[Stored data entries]
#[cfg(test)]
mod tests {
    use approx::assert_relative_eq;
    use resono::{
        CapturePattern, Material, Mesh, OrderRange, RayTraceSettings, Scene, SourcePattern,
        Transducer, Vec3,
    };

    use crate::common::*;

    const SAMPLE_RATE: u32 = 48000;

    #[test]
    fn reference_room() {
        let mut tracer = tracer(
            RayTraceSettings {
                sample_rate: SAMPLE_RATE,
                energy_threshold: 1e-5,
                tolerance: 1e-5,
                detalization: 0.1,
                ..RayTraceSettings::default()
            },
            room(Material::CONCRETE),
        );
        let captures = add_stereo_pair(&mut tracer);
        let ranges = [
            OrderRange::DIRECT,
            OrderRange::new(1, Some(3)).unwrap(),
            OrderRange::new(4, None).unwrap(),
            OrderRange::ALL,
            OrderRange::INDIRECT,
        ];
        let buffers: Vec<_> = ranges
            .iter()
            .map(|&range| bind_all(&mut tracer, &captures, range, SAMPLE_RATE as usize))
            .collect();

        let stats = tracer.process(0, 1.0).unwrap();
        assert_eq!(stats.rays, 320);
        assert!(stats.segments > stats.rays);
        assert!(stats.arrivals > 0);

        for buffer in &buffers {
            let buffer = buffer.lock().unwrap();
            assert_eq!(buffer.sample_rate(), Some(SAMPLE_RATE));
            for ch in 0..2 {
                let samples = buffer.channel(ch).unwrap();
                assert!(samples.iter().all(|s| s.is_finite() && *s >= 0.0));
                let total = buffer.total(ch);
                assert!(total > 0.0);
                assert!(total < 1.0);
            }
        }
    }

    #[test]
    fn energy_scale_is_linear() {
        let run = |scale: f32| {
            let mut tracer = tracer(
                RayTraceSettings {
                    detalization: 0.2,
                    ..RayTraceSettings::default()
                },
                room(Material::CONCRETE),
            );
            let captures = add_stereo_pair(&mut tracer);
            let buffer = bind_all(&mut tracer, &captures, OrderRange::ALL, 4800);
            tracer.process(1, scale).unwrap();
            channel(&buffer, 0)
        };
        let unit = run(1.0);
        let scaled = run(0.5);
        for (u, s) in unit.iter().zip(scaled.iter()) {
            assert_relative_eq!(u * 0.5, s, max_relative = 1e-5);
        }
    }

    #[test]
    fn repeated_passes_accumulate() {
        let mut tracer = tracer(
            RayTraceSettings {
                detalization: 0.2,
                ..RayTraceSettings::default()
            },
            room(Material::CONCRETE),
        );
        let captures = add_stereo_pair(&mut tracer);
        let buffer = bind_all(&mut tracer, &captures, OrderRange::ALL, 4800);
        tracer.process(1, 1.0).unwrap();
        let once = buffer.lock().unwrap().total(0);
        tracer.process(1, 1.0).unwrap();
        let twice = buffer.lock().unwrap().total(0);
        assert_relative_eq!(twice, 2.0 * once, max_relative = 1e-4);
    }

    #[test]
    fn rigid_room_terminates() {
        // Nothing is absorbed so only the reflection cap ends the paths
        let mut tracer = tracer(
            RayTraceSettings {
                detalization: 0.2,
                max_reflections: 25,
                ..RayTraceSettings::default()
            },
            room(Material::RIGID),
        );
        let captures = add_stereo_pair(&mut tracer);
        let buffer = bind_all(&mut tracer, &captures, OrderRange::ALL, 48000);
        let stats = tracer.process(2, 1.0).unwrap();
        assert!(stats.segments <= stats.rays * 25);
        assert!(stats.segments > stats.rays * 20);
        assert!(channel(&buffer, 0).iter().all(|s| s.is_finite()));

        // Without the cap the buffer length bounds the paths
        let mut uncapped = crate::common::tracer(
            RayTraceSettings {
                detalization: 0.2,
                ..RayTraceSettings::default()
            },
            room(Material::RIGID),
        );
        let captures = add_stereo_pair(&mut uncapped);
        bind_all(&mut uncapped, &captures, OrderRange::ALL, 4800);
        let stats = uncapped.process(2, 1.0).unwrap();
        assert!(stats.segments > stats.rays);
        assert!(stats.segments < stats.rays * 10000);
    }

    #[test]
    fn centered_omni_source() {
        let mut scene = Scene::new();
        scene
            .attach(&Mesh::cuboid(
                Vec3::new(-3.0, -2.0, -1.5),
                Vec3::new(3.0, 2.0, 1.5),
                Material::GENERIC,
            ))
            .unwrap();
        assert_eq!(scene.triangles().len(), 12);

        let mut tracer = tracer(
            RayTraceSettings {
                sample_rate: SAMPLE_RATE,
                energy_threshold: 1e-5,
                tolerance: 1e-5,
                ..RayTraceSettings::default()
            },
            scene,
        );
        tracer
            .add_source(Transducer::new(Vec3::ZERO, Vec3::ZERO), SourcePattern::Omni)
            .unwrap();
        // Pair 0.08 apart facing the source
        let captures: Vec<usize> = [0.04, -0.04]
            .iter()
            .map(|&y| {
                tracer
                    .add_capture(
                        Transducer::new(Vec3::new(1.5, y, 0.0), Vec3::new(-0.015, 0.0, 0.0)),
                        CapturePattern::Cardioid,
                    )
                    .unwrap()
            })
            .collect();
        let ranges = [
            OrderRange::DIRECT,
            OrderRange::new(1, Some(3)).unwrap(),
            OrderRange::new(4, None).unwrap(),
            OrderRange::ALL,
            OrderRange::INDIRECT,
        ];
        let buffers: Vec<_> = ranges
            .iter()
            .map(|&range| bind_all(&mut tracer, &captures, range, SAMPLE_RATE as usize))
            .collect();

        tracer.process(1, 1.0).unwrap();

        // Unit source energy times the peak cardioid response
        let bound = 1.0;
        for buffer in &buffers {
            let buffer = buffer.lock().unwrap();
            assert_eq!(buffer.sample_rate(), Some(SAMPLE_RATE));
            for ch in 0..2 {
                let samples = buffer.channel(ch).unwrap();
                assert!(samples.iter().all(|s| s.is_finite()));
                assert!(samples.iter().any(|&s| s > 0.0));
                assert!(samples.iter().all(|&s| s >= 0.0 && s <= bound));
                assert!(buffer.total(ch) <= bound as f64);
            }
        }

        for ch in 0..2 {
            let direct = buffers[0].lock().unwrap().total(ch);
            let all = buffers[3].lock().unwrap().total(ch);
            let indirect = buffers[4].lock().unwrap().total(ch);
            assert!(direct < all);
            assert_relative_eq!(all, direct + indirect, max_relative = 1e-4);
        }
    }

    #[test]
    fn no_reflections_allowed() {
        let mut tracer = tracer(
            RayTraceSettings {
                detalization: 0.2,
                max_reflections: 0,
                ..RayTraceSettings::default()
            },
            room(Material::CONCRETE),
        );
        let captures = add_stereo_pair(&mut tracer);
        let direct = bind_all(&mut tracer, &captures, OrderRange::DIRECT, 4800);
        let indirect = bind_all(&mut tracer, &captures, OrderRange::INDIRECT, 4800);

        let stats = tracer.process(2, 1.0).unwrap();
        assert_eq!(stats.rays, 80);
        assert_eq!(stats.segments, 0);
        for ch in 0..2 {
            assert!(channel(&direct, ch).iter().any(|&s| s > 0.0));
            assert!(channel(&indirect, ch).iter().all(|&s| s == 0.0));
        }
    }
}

> _What you have to do_
Among the entries above, locate the lines containing "bounds the paths" and "let stats = uncapped.process(2, 1.0).unwrap();", and transcribe exactly those two lines and all lines between.

> _Response below_
        // Without the cap the buffer length bounds the paths
        let mut uncapped = crate::common::tracer(
            RayTraceSettings {
                detalization: 0.2,
                ..RayTraceSettings::default()
            },
            room(Material::RIGID),
        );
        let captures = add_stereo_pair(&mut uncapped);
        bind_all(&mut uncapped, &captures, OrderRange::ALL, 4800);
        let stats = uncapped.process(2, 1.0).unwrap();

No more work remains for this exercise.